(SUPPLIED MATERIAL)
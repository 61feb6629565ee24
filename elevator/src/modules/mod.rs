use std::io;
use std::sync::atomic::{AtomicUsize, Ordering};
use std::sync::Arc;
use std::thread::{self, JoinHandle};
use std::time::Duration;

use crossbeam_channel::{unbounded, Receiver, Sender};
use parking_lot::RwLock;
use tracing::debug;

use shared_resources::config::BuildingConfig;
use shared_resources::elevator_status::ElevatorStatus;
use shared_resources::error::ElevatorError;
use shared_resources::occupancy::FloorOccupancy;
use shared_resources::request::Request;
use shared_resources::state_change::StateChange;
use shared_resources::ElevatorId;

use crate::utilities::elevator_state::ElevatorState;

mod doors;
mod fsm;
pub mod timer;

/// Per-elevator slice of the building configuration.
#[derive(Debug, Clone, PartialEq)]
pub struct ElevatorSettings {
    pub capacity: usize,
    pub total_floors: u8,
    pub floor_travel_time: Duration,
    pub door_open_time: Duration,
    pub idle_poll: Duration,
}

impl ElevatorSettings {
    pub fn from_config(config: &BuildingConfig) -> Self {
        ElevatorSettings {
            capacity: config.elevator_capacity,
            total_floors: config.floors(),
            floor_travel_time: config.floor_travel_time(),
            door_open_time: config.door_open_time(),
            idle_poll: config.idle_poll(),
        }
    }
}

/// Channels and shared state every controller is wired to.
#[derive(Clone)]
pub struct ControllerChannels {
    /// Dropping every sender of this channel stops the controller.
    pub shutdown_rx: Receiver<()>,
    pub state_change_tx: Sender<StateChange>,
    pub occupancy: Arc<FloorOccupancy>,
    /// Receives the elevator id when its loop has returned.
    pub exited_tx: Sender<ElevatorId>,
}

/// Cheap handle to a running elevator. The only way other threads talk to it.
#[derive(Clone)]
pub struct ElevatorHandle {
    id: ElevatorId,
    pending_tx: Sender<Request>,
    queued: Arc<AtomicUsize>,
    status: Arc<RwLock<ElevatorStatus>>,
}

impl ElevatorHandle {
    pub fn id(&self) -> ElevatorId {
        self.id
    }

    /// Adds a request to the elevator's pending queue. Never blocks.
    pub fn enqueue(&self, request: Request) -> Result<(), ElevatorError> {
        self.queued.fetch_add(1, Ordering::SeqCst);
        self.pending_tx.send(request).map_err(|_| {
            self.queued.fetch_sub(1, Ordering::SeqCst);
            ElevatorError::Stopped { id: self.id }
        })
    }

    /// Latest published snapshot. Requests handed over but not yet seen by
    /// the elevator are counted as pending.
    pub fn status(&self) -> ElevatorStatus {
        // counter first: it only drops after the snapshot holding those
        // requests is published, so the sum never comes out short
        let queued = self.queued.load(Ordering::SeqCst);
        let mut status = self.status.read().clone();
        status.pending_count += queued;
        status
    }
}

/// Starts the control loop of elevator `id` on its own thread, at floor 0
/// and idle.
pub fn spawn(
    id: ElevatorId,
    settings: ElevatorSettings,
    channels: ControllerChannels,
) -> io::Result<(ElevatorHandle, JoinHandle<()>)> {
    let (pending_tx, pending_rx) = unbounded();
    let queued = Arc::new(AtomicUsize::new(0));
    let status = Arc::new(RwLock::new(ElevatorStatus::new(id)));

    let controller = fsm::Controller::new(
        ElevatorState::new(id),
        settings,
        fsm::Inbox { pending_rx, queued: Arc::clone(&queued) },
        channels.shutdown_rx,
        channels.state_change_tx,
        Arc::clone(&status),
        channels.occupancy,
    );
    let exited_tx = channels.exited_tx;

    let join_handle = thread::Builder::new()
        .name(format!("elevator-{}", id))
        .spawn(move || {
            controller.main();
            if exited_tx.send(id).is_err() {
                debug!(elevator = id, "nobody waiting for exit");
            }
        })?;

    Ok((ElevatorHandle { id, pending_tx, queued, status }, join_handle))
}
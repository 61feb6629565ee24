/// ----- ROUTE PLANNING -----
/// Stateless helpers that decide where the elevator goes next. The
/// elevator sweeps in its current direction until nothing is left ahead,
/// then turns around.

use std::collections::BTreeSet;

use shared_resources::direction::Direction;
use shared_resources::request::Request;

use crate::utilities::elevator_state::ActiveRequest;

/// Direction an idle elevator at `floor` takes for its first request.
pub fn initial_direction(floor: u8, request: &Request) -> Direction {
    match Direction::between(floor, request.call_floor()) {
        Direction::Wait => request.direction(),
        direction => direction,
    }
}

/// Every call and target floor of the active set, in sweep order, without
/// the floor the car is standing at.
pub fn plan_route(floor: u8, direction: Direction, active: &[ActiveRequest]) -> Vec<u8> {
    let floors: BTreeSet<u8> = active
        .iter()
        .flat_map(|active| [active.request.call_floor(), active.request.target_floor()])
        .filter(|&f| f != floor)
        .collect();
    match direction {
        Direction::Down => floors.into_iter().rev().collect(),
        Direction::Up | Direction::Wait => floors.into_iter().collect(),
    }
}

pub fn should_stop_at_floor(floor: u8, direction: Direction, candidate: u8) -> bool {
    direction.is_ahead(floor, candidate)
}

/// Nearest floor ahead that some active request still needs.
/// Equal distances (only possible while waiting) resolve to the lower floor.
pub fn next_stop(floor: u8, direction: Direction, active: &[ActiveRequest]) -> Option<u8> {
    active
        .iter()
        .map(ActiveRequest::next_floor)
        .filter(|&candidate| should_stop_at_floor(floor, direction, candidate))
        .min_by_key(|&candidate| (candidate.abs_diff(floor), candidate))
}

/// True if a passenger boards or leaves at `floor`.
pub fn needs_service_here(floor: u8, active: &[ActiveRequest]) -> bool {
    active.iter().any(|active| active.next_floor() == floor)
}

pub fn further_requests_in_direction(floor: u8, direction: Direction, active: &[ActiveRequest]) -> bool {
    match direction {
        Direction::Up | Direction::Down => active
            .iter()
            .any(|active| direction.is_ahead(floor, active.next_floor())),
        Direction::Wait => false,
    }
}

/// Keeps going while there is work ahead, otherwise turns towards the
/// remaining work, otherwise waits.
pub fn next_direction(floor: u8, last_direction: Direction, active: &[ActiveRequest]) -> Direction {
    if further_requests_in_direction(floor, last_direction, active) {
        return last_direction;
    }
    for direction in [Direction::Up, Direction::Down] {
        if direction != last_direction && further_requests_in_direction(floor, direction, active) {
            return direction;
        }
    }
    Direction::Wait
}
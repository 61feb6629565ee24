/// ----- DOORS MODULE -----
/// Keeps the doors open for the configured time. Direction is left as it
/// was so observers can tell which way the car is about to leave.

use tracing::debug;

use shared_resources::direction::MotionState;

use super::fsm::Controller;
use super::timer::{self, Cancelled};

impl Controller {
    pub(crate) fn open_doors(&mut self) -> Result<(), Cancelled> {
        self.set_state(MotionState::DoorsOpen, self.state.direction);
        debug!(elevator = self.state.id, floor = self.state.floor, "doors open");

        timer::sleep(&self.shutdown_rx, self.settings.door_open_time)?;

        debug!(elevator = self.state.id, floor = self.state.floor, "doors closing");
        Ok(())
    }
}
(End SUPPLIED MATERIAL)
> **TASK TO COMPLETE**
Scan the records for lines that hold "waiting", and reproduce each one you find.

> **EXERCISE RESPONSE**
                debug!(elevator = id, "nobody waiting for exit");
/// Equal distances (only possible while waiting) resolve to the lower floor.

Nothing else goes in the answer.